Au cours des sept dernières années, le Cameroun a lancé ou bouclé plusieurs projets pour améliorer l’accès à l’électricité et à l’eau potable. Comment analysez-vous les résultats obtenus dans ces deux secteurs dans le cadre du septennat qui s’achève ?
Entre 2018 et 2025, le Cameroun a accompli des progrès notables dans l'amélioration de l'accès à l'électricité et à l'eau potable. Le taux d'électrification national est passé de 60 % à 70 %, grâce à des projets majeurs comme le barrage hydroélectrique de Nachtigal et le développement de centrales solaires. De même, l'accès à l'eau potable a progressé de 58 % à 65 %, soutenu par l'extension des réseaux et la modernisation de l'usine d'Akomnyada. Malgré ces avancées, des défis importants persistent. Le pays fait face à des pénuries récurrentes dans les grandes villes, des coûts élevés pour les consommateurs et des disparités flagrantes entre les zones urbaines et rurales. De plus, la qualité de l'eau reste une préoccupation, avec moins de la moitié des usagers ayant accès à une eau conforme aux normes de l'OMS. En somme, si les efforts du Cameroun ont produit des résultats tangibles, ils restent mitigés, fragiles et inégaux, ne garantissant pas encore un accès universel et fiable pour tous.

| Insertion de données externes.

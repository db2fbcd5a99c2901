//! Public landing page: searchable, paginated event cards.

use leptos::prelude::*;

use crate::actions;
use crate::components::event_card::EventCard;
use crate::components::pagination::{PageSizeSelect, Pagination};
use crate::components::registration_modal::RegistrationModal;
use crate::components::search_field::SearchField;
use crate::net::types::Event;
use crate::state::events::EventsState;
use crate::state::list::FetchStatus;

#[component]
pub fn EventsPage() -> impl IntoView {
    let events = expect_context::<RwSignal<EventsState>>();
    let registering = RwSignal::new(None::<Event>);

    Effect::new(move || actions::events::load_events(events));

    let on_search = Callback::new(move |term: String| actions::events::search_events(events, term));
    let on_page = Callback::new(move |page| actions::events::go_to_page(events, page));
    let on_limit = Callback::new(move |limit| actions::events::set_page_size(events, limit));
    let on_register = Callback::new(move |event: Event| registering.set(Some(event)));
    let on_close = Callback::new(move |()| registering.set(None));

    view! {
        <main class="events-page">
            <header class="events-page__header">
                <h1>"Upcoming Events"</h1>
                <a class="events-page__admin" href="/login">
                    "Admin"
                </a>
            </header>
            <SearchField
                value=Signal::derive(move || events.with(|s| s.list.params.search.clone()))
                on_search=on_search
                placeholder="Search events..."
            />
            {move || match events.with(|s| s.list.status) {
                FetchStatus::Idle | FetchStatus::Loading => view! { <p class="events-page__status">"Loading..."</p> }.into_any(),
                FetchStatus::Failed => {
                    view! {
                        <p class="events-page__status events-page__status--error">
                            "Error: " {events.with(|s| s.list.error.clone().unwrap_or_default())}
                        </p>
                    }
                        .into_any()
                }
                FetchStatus::Succeeded => {
                    let items = events.with(|s| s.list.items.clone());
                    if items.is_empty() {
                        return view! { <p class="events-page__status">"No events found"</p> }.into_any();
                    }
                    view! {
                        <div class="events-page__grid">
                            {items
                                .into_iter()
                                .map(|event| view! { <EventCard event=event on_register=on_register /> })
                                .collect::<Vec<_>>()}
                        </div>
                    }
                        .into_any()
                }
            }}
            <footer class="events-page__footer">
                <Pagination
                    page=Signal::derive(move || events.with(|s| s.list.params.page))
                    total_pages=Signal::derive(move || events.with(|s| s.list.total_pages()))
                    on_page=on_page
                />
                <PageSizeSelect limit=Signal::derive(move || events.with(|s| s.list.params.limit)) on_change=on_limit />
            </footer>
            {move || {
                registering
                    .get()
                    .map(|event| view! { <RegistrationModal event=event on_close=on_close /> })
            }}
        </main>
    }
}

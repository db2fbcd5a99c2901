//! Session workflows: profile check, login, logout.

use leptos::prelude::*;

use crate::net::api;
use crate::net::types::LoginRequest;
use crate::state::auth::AuthState;
use crate::util::cookie;

use super::spawn;

pub const LOGIN_FAILED: &str = "Invalid email or password. Please try again.";

/// Validate the stored token against the profile endpoint. A rejected token
/// is cleared so the next navigation is turned away by the server guard too.
pub fn check_session(auth: RwSignal<AuthState>) {
    if auth.try_update(AuthState::begin).is_none() {
        return;
    }
    spawn(async move {
        match api::fetch_profile().await {
            Ok(profile) => {
                auth.try_update(|s| s.signed_in(profile));
            }
            Err(e) => {
                log::info!("session check failed: {e}");
                if e.is_unauthorized() {
                    cookie::clear_access_token();
                }
                auth.try_update(AuthState::signed_out);
            }
        }
    });
}

/// Log in and load the profile. `on_success` runs once the user is known.
pub fn login<F>(auth: RwSignal<AuthState>, request: LoginRequest, on_success: F)
where
    F: FnOnce() + 'static,
{
    if auth.try_update(AuthState::begin).is_none() {
        return;
    }
    spawn(async move {
        let response = match api::login(&request).await {
            Ok(response) => response,
            Err(e) => {
                log::info!("login rejected: {e}");
                auth.try_update(|s| s.failed(LOGIN_FAILED.to_owned()));
                return;
            }
        };
        if let Some(token) = response.access_token.as_deref() {
            cookie::store_access_token(token);
        }
        let profile = match response.user {
            Some(user) => Ok(user),
            None => api::fetch_profile().await,
        };
        match profile {
            Ok(profile) => {
                auth.try_update(|s| s.signed_in(profile));
                on_success();
            }
            Err(e) => {
                log::warn!("profile fetch after login failed: {e}");
                auth.try_update(|s| s.failed(LOGIN_FAILED.to_owned()));
            }
        }
    });
}

/// End the session. The local cookie is cleared even if the backend call
/// fails.
pub fn logout<F>(auth: RwSignal<AuthState>, on_done: F)
where
    F: FnOnce() + 'static,
{
    spawn(async move {
        if let Err(e) = api::logout().await {
            log::warn!("logout request failed: {e}");
        }
        cookie::clear_access_token();
        auth.try_update(AuthState::signed_out);
        on_done();
    });
}
use super::*;
use crate::state::params::SortOrder;

#[derive(Clone, Debug, PartialEq)]
struct Row {
    id: String,
    label: String,
}

impl Identified for Row {
    fn key(&self) -> &str {
        &self.id
    }
}

fn row(id: &str) -> Row {
    Row { id: id.to_owned(), label: format!("row {id}") }
}

fn rows(n: usize) -> Vec<Row> {
    (0..n).map(|i| row(&i.to_string())).collect()
}

fn list(limit: u32) -> ListState<Row> {
    ListState::new(FetchParams::new(limit, "createdAt", SortOrder::Desc))
}

#[test]
fn default_list_is_idle_and_empty() {
    let state: ListState<Row> = ListState::default();
    assert_eq!(state.status, FetchStatus::Idle);
    assert!(state.items.is_empty());
    assert_eq!(state.total, 0);
    assert!(state.error.is_none());
}

#[test]
fn begin_fetch_enters_loading_and_clears_error() {
    let mut state = list(10);
    let ticket = state.begin_fetch();
    state.fail(ticket, "boom".to_owned());
    state.begin_fetch();
    assert!(state.is_loading());
    assert!(state.error.is_none());
}

#[test]
fn apply_page_replaces_collection_and_total() {
    let mut state = list(10);
    let ticket = state.begin_fetch();
    assert!(state.apply_page(ticket, Page { items: rows(3), total: 23 }));
    assert_eq!(state.status, FetchStatus::Succeeded);
    assert_eq!(state.items.len(), 3);
    assert_eq!(state.total, 23);
    assert_eq!(state.total_pages(), 3);
}

#[test]
fn apply_page_never_holds_more_than_limit() {
    let mut state = list(5);
    let ticket = state.begin_fetch();
    state.apply_page(ticket, Page { items: rows(12), total: 12 });
    assert_eq!(state.items.len(), 5);
}

#[test]
fn stale_response_is_discarded() {
    let mut state = list(10);
    let first = state.begin_fetch();
    let second = state.begin_fetch();
    assert!(state.apply_page(second, Page { items: vec![row("new")], total: 1 }));
    assert!(!state.apply_page(first, Page { items: vec![row("old")], total: 1 }));
    assert_eq!(state.items[0].id, "new");
    assert!(!state.fail(first, "late failure".to_owned()));
    assert_eq!(state.status, FetchStatus::Succeeded);
}

#[test]
fn settle_error_records_server_message_or_fallback() {
    let mut state = list(10);
    let ticket = state.begin_fetch();
    state.settle(ticket, Err(ApiError::Network("offline".to_owned())), "Failed to fetch events");
    assert_eq!(state.status, FetchStatus::Failed);
    assert_eq!(state.error.as_deref(), Some("Failed to fetch events"));

    let ticket = state.begin_fetch();
    state.settle(ticket, Err(ApiError::from_status(400, r#"{"message":"bad sortField"}"#)), "Failed to fetch events");
    assert_eq!(state.error.as_deref(), Some("bad sortField"));
}

#[test]
fn failure_keeps_previous_items() {
    let mut state = list(10);
    let ticket = state.begin_fetch();
    state.apply_page(ticket, Page { items: rows(2), total: 2 });
    let ticket = state.begin_fetch();
    state.fail(ticket, "down".to_owned());
    assert_eq!(state.items.len(), 2);
}

#[test]
fn push_appends_and_counts_created_item() {
    let mut state = list(10);
    state.push(row("a"));
    assert_eq!(state.items.len(), 1);
    assert_eq!(state.total, 1);
    assert!(state.find("a").is_some());
}

#[test]
fn push_on_full_page_counts_but_does_not_overflow() {
    let mut state = list(2);
    let ticket = state.begin_fetch();
    state.apply_page(ticket, Page { items: rows(2), total: 2 });
    state.push(row("extra"));
    assert_eq!(state.items.len(), 2);
    assert_eq!(state.total, 3);
}

#[test]
fn replace_updates_matching_item_only() {
    let mut state = list(10);
    state.push(row("a"));
    state.push(row("b"));
    let mut updated = row("b");
    updated.label = "renamed".to_owned();
    assert!(state.replace(updated));
    assert_eq!(state.find("b").unwrap().label, "renamed");
    assert_eq!(state.find("a").unwrap().label, "row a");
    assert!(!state.replace(row("missing")));
}

#[test]
fn remove_drops_item_and_decrements_total() {
    let mut state = list(10);
    state.push(row("a"));
    state.push(row("b"));
    assert_eq!(state.remove("a").map(|r| r.id), Some("a".to_owned()));
    assert!(state.find("a").is_none());
    assert_eq!(state.total, 1);
    assert!(state.remove("a").is_none());
    assert_eq!(state.total, 1);
}

#[test]
fn update_where_applies_closure_to_match() {
    let mut state = list(10);
    state.push(row("a"));
    assert!(state.update_where("a", |r| r.label.push('!')));
    assert_eq!(state.find("a").unwrap().label, "row a!");
    assert!(!state.update_where("zz", |r| r.label.clear()));
}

Avec les investissements consentis par les pouvoirs publics, qu’est-ce qui pourrait expliquer le gap qui reste à combler ?
Les investissements importants réalisés dans les secteurs de l'eau et de l'électricité au Cameroun ne se traduisent pas toujours par une satisfaction adéquate des populations. Cet écart s'explique par plusieurs facteurs structurels interdépendants. Tout d'abord, une déconnexion entre l'offre et la demande est observable. La croissance démographique rapide n'a pas été pleinement intégrée dans la planification des projets, ce qui a creusé l'écart entre les capacités de production et les besoins réels des consommateurs. Ensuite, des inefficacités opérationnelles au sein des entreprises de souveraineté aggravent la situation.
De plus, le modèle de financement et de tarification actuel est problématique. Il est difficile de trouver un équilibre entre la nécessité de fixer des tarifs qui couvrent les coûts de production et celle de maintenir des prix accessibles pour les populations. Cette contrainte financière limite la capacité des opérateurs à investir dans l'amélioration et l'extension des infrastructures. Par ailleurs, les défis externes tels que les impacts du changement climatique (sécheresse) et les crises sécuritaires (Boko Haram, crise dans les régions du Nord-Ouest et du Sud-Ouest) perturbent l'approvisionnement et la mise en œuvre des travaux. Enfin, le manque de coordination entre les acteurs publics et privés, caractérisé par des lenteurs bureaucratiques et des conflits de compétences, freine l'avancement des projets.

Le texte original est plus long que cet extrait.